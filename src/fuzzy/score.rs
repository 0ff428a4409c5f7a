//! Subsequence scorer
//!
//! A single greedy left-to-right pass: each query character takes the
//! first candidate character at or after the cursor that equals it. No
//! alternative alignments are explored.

/// Points for every matched character
pub const MATCH_SCORE: u32 = 1;
/// Bonus when a match directly follows the previous match
pub const CONSECUTIVE_BONUS: u32 = 5;
/// Bonus when a match starts a path segment
pub const SEGMENT_START_BONUS: u32 = 3;
/// Separator that marks path segment boundaries
pub const PATH_SEPARATOR: char = '/';

/// Score `candidate` against `query`
///
/// Returns `None` when the query characters do not all appear, in order,
/// in the candidate (case-insensitive). An empty query matches anything
/// with a score of 0.
///
/// # Examples
///
/// ```
/// use goto_folder::fuzzy::score;
///
/// assert_eq!(score("", "src"), Some(0));
/// assert!(score("srcabout", "src/app/about").is_some());
/// assert_eq!(score("zzz", "src/app/about"), None);
/// assert!(score("ab", "xaby") > score("ab", "axby"));
/// ```
#[must_use]
pub fn score(query: &str, candidate: &str) -> Option<u32> {
    scan(query, candidate, |_| {})
}

/// Candidate character indices consumed by the greedy scan
///
/// Returns `None` under the same conditions as [`score`]. Indices count
/// characters of the original candidate, even where lowercasing expands a
/// character into several.
#[must_use]
pub fn matched_positions(query: &str, candidate: &str) -> Option<Vec<usize>> {
    let mut positions: Vec<usize> = Vec::new();
    scan(query, candidate, |idx| {
        if positions.last() != Some(&idx) {
            positions.push(idx);
        }
    })
    .map(|_| positions)
}

/// Lowercase `text` one character at a time
///
/// The second vector maps every lowered character back to the index of
/// the original character it came from.
fn lowered(text: &str) -> (Vec<char>, Vec<usize>) {
    let mut chars = Vec::with_capacity(text.len());
    let mut origin = Vec::with_capacity(text.len());
    for (idx, c) in text.chars().enumerate() {
        for lower in c.to_lowercase() {
            chars.push(lower);
            origin.push(idx);
        }
    }
    (chars, origin)
}

fn scan(query: &str, candidate: &str, mut on_match: impl FnMut(usize)) -> Option<u32> {
    if query.is_empty() {
        return Some(0);
    }

    let (query, _) = lowered(query);
    let (candidate, origin) = lowered(candidate);

    let mut query_idx = 0;
    let mut candidate_idx = 0;
    let mut total = 0;
    let mut last_match: Option<usize> = None;

    while query_idx < query.len() && candidate_idx < candidate.len() {
        if query[query_idx] == candidate[candidate_idx] {
            if last_match.is_some_and(|last| last + 1 == candidate_idx) {
                total += CONSECUTIVE_BONUS;
            }
            if candidate_idx > 0 && candidate[candidate_idx - 1] == PATH_SEPARATOR {
                total += SEGMENT_START_BONUS;
            }
            total += MATCH_SCORE;

            on_match(origin[candidate_idx]);
            last_match = Some(candidate_idx);
            query_idx += 1;
        }
        candidate_idx += 1;
    }

    (query_idx == query.len()).then_some(total)
}

#[cfg(test)]
mod tests {
    use super::*;

    #[test]
    fn test_empty_query_scores_zero() {
        assert_eq!(score("", ""), Some(0));
        assert_eq!(score("", "src/app"), Some(0));
    }

    #[test]
    fn test_non_empty_query_against_empty_candidate() {
        assert_eq!(score("a", ""), None);
    }

    #[test]
    fn test_subsequence_required() {
        assert!(score("sa", "src/app").is_some());
        assert_eq!(score("sa", "src/app"), Some(5));
        assert_eq!(score("zzz", "src/app/about"), None);
        assert_eq!(score("ppa", "app"), None);
    }

    #[test]
    fn test_case_insensitive() {
        assert_eq!(score("SRC", "src"), score("src", "SRC"));
        assert!(score("About", "src/app/about").is_some());
    }

    #[test]
    fn test_contiguous_run_scores_higher() {
        // "ab" contiguous: 1 + (5 + 1)
        assert_eq!(score("ab", "xaby"), Some(7));
        // "ab" separated: 1 + 1
        assert_eq!(score("ab", "axby"), Some(2));
        assert!(score("ab", "xaby") > score("ab", "axby"));
    }

    #[test]
    fn test_segment_start_bonus() {
        assert_eq!(score("a", "x/ay"), Some(MATCH_SCORE + SEGMENT_START_BONUS));
        assert_eq!(score("a", "xxay"), Some(MATCH_SCORE));
    }

    #[test]
    fn test_first_character_gets_no_segment_bonus() {
        assert_eq!(score("s", "src"), Some(1));
    }

    #[test]
    fn test_greedy_alignment_is_not_optimal() {
        // The first 'a' is taken, so the adjacent "ab" run is never seen.
        assert_eq!(score("ab", "a/ab"), Some(2));
    }

    #[test]
    fn test_end_to_end_score() {
        let value = score("srcabout", "src/app/about").unwrap();
        assert!(value > 0);
        assert_eq!(score("src", "src/app/about"), Some(13));
    }

    #[test]
    fn test_matched_positions() {
        assert_eq!(matched_positions("sa", "src/app"), Some(vec![0, 4]));
        assert_eq!(matched_positions("", "src"), Some(vec![]));
        assert_eq!(matched_positions("q", "src"), None);
    }

    #[test]
    fn test_positions_follow_original_characters() {
        // 'İ' lowercases to two characters
        assert_eq!(matched_positions("app", "İ/app"), Some(vec![2, 3, 4]));
        assert_eq!(matched_positions("i", "İx"), Some(vec![0]));
        assert_eq!(score("app", "İ/app"), score("app", "x/app"));
    }
}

==================================================

**Goal of the exercise:**
With no words changed, transcribe the records above.

**Exercise solution:**
filename src/fuzzy/score.rs
repository 0ff428a4409c5f7a
//! Subsequence scorer
//!
//! A single greedy left-to-right pass: each query character takes the
//! first candidate character at or after the cursor that equals it. No
//! alternative alignments are explored.

/// Points for every matched character
pub const MATCH_SCORE: u32 = 1;
/// Bonus when a match directly follows the previous match
pub const CONSECUTIVE_BONUS: u32 = 5;
/// Bonus when a match starts a path segment
pub const SEGMENT_START_BONUS: u32 = 3;
/// Separator that marks path segment boundaries
pub const PATH_SEPARATOR: char = '/';

/// Score `candidate` against `query`
///
/// Returns `None` when the query characters do not all appear, in order,
/// in the candidate (case-insensitive). An empty query matches anything
/// with a score of 0.
///
/// # Examples
///
/// ```
/// use goto_folder::fuzzy::score;
///
/// assert_eq!(score("", "src"), Some(0));
/// assert!(score("srcabout", "src/app/about").is_some());
/// assert_eq!(score("zzz", "src/app/about"), None);
/// assert!(score("ab", "xaby") > score("ab", "axby"));
/// ```
#[must_use]
pub fn score(query: &str, candidate: &str) -> Option<u32> {
    scan(query, candidate, |_| {})
}

/// Candidate character indices consumed by the greedy scan
///
/// Returns `None` under the same conditions as [`score`]. Indices count
/// characters of the original candidate, even where lowercasing expands a
/// character into several.
#[must_use]
pub fn matched_positions(query: &str, candidate: &str) -> Option<Vec<usize>> {
    let mut positions: Vec<usize> = Vec::new();
    scan(query, candidate, |idx| {
        if positions.last() != Some(&idx) {
            positions.push(idx);
        }
    })
    .map(|_| positions)
}

/// Lowercase `text` one character at a time
///
/// The second vector maps every lowered character back to the index of
/// the original character it came from.
fn lowered(text: &str) -> (Vec<char>, Vec<usize>) {
    let mut chars = Vec::with_capacity(text.len());
    let mut origin = Vec::with_capacity(text.len());
    for (idx, c) in text.chars().enumerate() {
        for lower in c.to_lowercase() {
            chars.push(lower);
            origin.push(idx);
        }
    }
    (chars, origin)
}

fn scan(query: &str, candidate: &str, mut on_match: impl FnMut(usize)) -> Option<u32> {
    if query.is_empty() {
        return Some(0);
    }

    let (query, _) = lowered(query);
    let (candidate, origin) = lowered(candidate);

    let mut query_idx = 0;
    let mut candidate_idx = 0;
    let mut total = 0;
    let mut last_match: Option<usize> = None;

    while query_idx < query.len() && candidate_idx < candidate.len() {
        if query[query_idx] == candidate[candidate_idx] {
            if last_match.is_some_and(|last| last + 1 == candidate_idx) {
                total += CONSECUTIVE_BONUS;
            }
            if candidate_idx > 0 && candidate[candidate_idx - 1] == PATH_SEPARATOR {
                total += SEGMENT_START_BONUS;
            }
            total += MATCH_SCORE;

            on_match(origin[candidate_idx]);
            last_match = Some(candidate_idx);
            query_idx += 1;
        }
        candidate_idx += 1;
    }

    (query_idx == query.len()).then_some(total)
}

#[cfg(test)]
mod tests {
    use super::*;

    #[test]
    fn test_empty_query_scores_zero() {
        assert_eq!(score("", ""), Some(0));
        assert_eq!(score("", "src/app"), Some(0));
    }

    #[test]
    fn test_non_empty_query_against_empty_candidate() {
        assert_eq!(score("a", ""), None);
    }

    #[test]
    fn test_subsequence_required() {
        assert!(score("sa", "src/app").is_some());
        assert_eq!(score("sa", "src/app"), Some(5));
        assert_eq!(score("zzz", "src/app/about"), None);
        assert_eq!(score("ppa", "app"), None);
    }

    #[test]
    fn test_case_insensitive() {
        assert_eq!(score("SRC", "src"), score("src", "SRC"));
        assert!(score("About", "src/app/about").is_some());
    }

    #[test]
    fn test_contiguous_run_scores_higher() {
        // "ab" contiguous: 1 + (5 + 1)
        assert_eq!(score("ab", "xaby"), Some(7));
        // "ab" separated: 1 + 1
        assert_eq!(score("ab", "axby"), Some(2));
        assert!(score("ab", "xaby") > score("ab", "axby"));
    }

    #[test]
    fn test_segment_start_bonus() {
        assert_eq!(score("a", "x/ay"), Some(MATCH_SCORE + SEGMENT_START_BONUS));
        assert_eq!(score("a", "xxay"), Some(MATCH_SCORE));
    }

    #[test]
    fn test_first_character_gets_no_segment_bonus() {
        assert_eq!(score("s", "src"), Some(1));
    }

    #[test]
    fn test_greedy_alignment_is_not_optimal() {
        // The first 'a' is taken, so the adjacent "ab" run is never seen.
        assert_eq!(score("ab", "a/ab"), Some(2));
    }

    #[test]
    fn test_end_to_end_score() {
        let value = score("srcabout", "src/app/about").unwrap();
        assert!(value > 0);
        assert_eq!(score("src", "src/app/about"), Some(13));
    }

    #[test]
    fn test_matched_positions() {
        assert_eq!(matched_positions("sa", "src/app"), Some(vec![0, 4]));
        assert_eq!(matched_positions("", "src"), Some(vec![]));
        assert_eq!(matched_positions("q", "src"), None);
    }

    #[test]
    fn test_positions_follow_original_characters() {
        // 'İ' lowercases to two characters
        assert_eq!(matched_positions("app", "İ/app"), Some(vec![2, 3, 4]));
        assert_eq!(matched_positions("i", "İx"), Some(vec![0]));
        assert_eq!(score("app", "İ/app"), score("app", "x/app"));
    }
}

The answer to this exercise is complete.